Oggi, dice ancora il presidente dell’Assemblea toscana, “rinnoviamo ai familiari delle vittime, ai sopravvissuti, agli esuli e ai loro discendenti il senso forte della solidarietà e della fraternità di tutti gli italiani e di tutte le cittadine e i cittadini della Toscana. Non una mera celebrazione, ma l’occasione per ribadire l’impegno delle istituzioni ad essere in prima fila per tenere viva, sempre e oltre ogni distinzione di parte, la fiamma della memoria”. Questa giornata “ci richiama una volta di più anche alla necessità di lavorare per costruire un’Europa più forte, più unita, più solidale”. E richiama la tragedia attuale della guerra in Ucraina, che “ci riporta indietro nella costruzione di una comune appartenenza europea. Oggi siamo a pieno titolo cittadini europei. Siamo italiani in quanto europei. La cultura delle frontiere chiuse, degli egoismi nazionali, dei muri che dividono ha tuttavia ancora troppo spazio. È vero – conclude il presidente –: il dolore che provocò e accompagnò l’esodo delle comunità italiane giuliano-dalmate e istriane ha tardato ad essere fatto proprio dalla coscienza della Repubblica e un contributo prezioso perché queste vicende tornassero alla luce nella loro drammaticità lo hanno dato proprio le associazioni degli esuli”. Un contributo “fondamentale per contribuire a quella ricostruzione della memoria che resta condizione per affermare pienamente i valori di libertà, democrazia, pace che sono e resteranno sempre alla base della nostra Toscana”.

“Per noi è un onore ospitare oggi la seduta solenne del Consiglio regionale in una giornata di giusto ricordo – dichiara il sindaco Jacopo Tassini –. Questa tragedia per troppo tempo è rimasta nell’ombra, ma non a Laterina.
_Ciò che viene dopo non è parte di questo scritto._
use crate::geometry::{Approach, LaneRole};
use crate::pool::VehiclePool;
use crate::VehicleId;
use itertools::Itertools;
use std::collections::VecDeque;
use std::ops::{Index, IndexMut};

/// The queue of vehicles in the controlled lane of one approach, front first.
///
/// Vehicles never overtake one another within a lane, so arrival order is also
/// the order of their travel coordinates and the queue never needs sorting.
#[derive(Clone, Debug, Default)]
pub struct LaneQueue {
    vehicles: VecDeque<VehicleId>,
}

/// The controlled-lane queues of all four approaches.
#[derive(Clone, Debug, Default)]
pub struct LaneQueues([LaneQueue; 4]);

impl LaneQueue {
    /// Adds a vehicle to the rear of the queue.
    pub fn enqueue(&mut self, id: VehicleId) {
        self.vehicles.push_back(id);
    }

    /// Removes and returns the vehicle at the front of the queue.
    pub fn dequeue(&mut self) -> Option<VehicleId> {
        self.vehicles.pop_front()
    }

    /// The vehicle at the front of the queue.
    pub fn peek_front(&self) -> Option<VehicleId> {
        self.vehicles.front().copied()
    }

    /// Removes the given vehicle from anywhere in the queue.
    /// Returns `true` iff it was queued.
    pub fn remove(&mut self, id: VehicleId) -> bool {
        match self.vehicles.iter().position(|v| *v == id) {
            Some(idx) => {
                self.vehicles.remove(idx);
                true
            }
            None => false,
        }
    }

    /// The number of queued vehicles.
    pub fn len(&self) -> usize {
        self.vehicles.len()
    }

    /// Whether the queue is empty.
    pub fn is_empty(&self) -> bool {
        self.vehicles.is_empty()
    }

    /// Returns an iterator over the queued vehicles, front first.
    pub fn iter(&self) -> impl Iterator<Item = VehicleId> + '_ {
        self.vehicles.iter().copied()
    }

    /// Checks that every queued vehicle is active in the given lane and that the
    /// queue order matches the order of travel coordinates.
    pub(crate) fn check_order(&self, pool: &VehiclePool, approach: Approach) {
        let positions = self
            .iter()
            .map(|id| match pool.get(id) {
                Some(vehicle) if vehicle.in_lane(approach, LaneRole::Controlled) => vehicle.pos(),
                _ => panic!("queue for {:?} holds a stray vehicle {:?}", approach, id),
            })
            .collect::<Vec<_>>();
        for (front, back) in positions.iter().tuple_windows() {
            assert!(
                front > back,
                "queue for {:?} is out of order: {} before {}",
                approach,
                front,
                back
            );
        }
        assert_eq!(
            self.len(),
            pool.count_in_lane(approach, LaneRole::Controlled),
            "queue for {:?} does not match its lane",
            approach
        );
    }
}

impl LaneQueues {
    /// The number of vehicles queued on an approach.
    pub fn depth(&self, approach: Approach) -> usize {
        self[approach].len()
    }

    /// The mean queue depth over all four approaches.
    pub fn mean_depth(&self) -> f64 {
        let total: usize = self.0.iter().map(LaneQueue::len).sum();
        total as f64 / self.0.len() as f64
    }
}

impl Index<Approach> for LaneQueues {
    type Output = LaneQueue;

    fn index(&self, approach: Approach) -> &LaneQueue {
        &self.0[approach.index()]
    }
}

impl IndexMut<Approach> for LaneQueues {
    fn index_mut(&mut self, approach: Approach) -> &mut LaneQueue {
        &mut self.0[approach.index()]
    }
}

#[cfg(test)]
mod test {
    use super::*;
    use slotmap::KeyData;

    fn id(n: u64) -> VehicleId {
        VehicleId::from(KeyData::from_ffi(n | (1 << 32)))
    }

    #[test]
    fn fifo_order() {
        let mut queue = LaneQueue::default();
        queue.enqueue(id(1));
        queue.enqueue(id(2));
        queue.enqueue(id(3));
        assert_eq!(queue.peek_front(), Some(id(1)));
        assert_eq!(queue.dequeue(), Some(id(1)));
        assert_eq!(queue.dequeue(), Some(id(2)));
        assert_eq!(queue.len(), 1);
    }

    #[test]
    fn dequeue_empty() {
        let mut queue = LaneQueue::default();
        assert_eq!(queue.dequeue(), None);
        assert_eq!(queue.peek_front(), None);
        assert!(queue.is_empty());
    }

    #[test]
    fn remove_from_middle() {
        let mut queue = LaneQueue::default();
        for n in 1..=3 {
            queue.enqueue(id(n));
        }
        assert!(queue.remove(id(2)));
        assert!(!queue.remove(id(2)));
        assert_eq!(queue.iter().collect::<Vec<_>>(), vec![id(1), id(3)]);
    }

    #[test]
    fn mean_depth() {
        let mut queues = LaneQueues::default();
        queues[Approach::North].enqueue(id(1));
        queues[Approach::North].enqueue(id(2));
        queues[Approach::West].enqueue(id(3));
        assert_eq!(queues.depth(Approach::North), 2);
        assert_eq!(queues.mean_depth(), 0.75);
    }
}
Qui a Laterina sono rimasti molti profughi per tanto tempo, nel ’48-49 c’erano circa tremila persone provenienti dal Venezia-Giulia, dall’Istria e dalla Dalmazia. Questo campo rappresenta una testimonianza importante. Nella nostra popolazione è rimasta una memoria viva di quei fatti. I laterinesi – spiega il sindaco – hanno vissuto quel dramma fin da subito, tutti erano ben coscienti di quello che queste persone avevano vissuto. Si sono creati legami di solidarietà. Quelle persone erano semplicemente nostri connazionali che ebbero la sfortuna di trovarsi a vivere in quei territori. Furono sradicati dalla propria terra. È dovere morale di tutti noi farsi carico di quella dolorosa pagina di storia italiana, rimasta per troppi anni coperta da un vergognoso silenzio”. Il sindaco indica “alcune assi poste al centro della sala: facevano parte dei giacigli dove dormivano i profughi, ci si leggono ancora le scritte lasciate da alcuni di loro. Le abbiamo portate qui per rendere più vivo il ricordo”. L’auspicio, dice ancora Jacopo Tassini, “è la creazione di un museo all’interno delle baracche rimaste, che divenga un centro di ricordo. Ci attiveremo perché possa diventare un segno e un monito per le generazioni future”. Auspicio raccolto, come detto, dal presidente Mazzeo: “Non è facile trovare risorse, ma ciascuno dovrà fare la propria parte”.

Per Maria Claudia Valdini, figlia di un esule istriano, giunto dalla costa orientale dell’Istria, “da una città che oggi si chiama Labin, prima si chiamava Albona”, ha letto un passo del libro ‘L’Istria di Gina’, di Giuseppe Crapanzano. “La terra dov’ero nata era diventata irriconoscibile”, racconta Gina che vedeva il suo desiderio di ricongiungersi al marito, subito mandato in Italia, fortemente ostacolato dai “comunisti che avevano preso il comando”. Maria Claudia Valdini ha sentito fin da piccola i racconti del padre, “la sua storia e le storie delle persone. La nostra famiglia è stata divisa, la nostra è una storia di lontananza e di forza per mantenere i rapporti familiari e amicali. Questi venti anni di celebrazione rappresentano per noi un ricordo importante. Sono onorata di essere oggi qui”. Maria Claudia Valdini oggi vive a Firenze. “Mio padre era corrispondentesi di un giornale degli esuli, si è impegnato molto conservando le foto, con i suoi scritti a mantenere il ricordo”.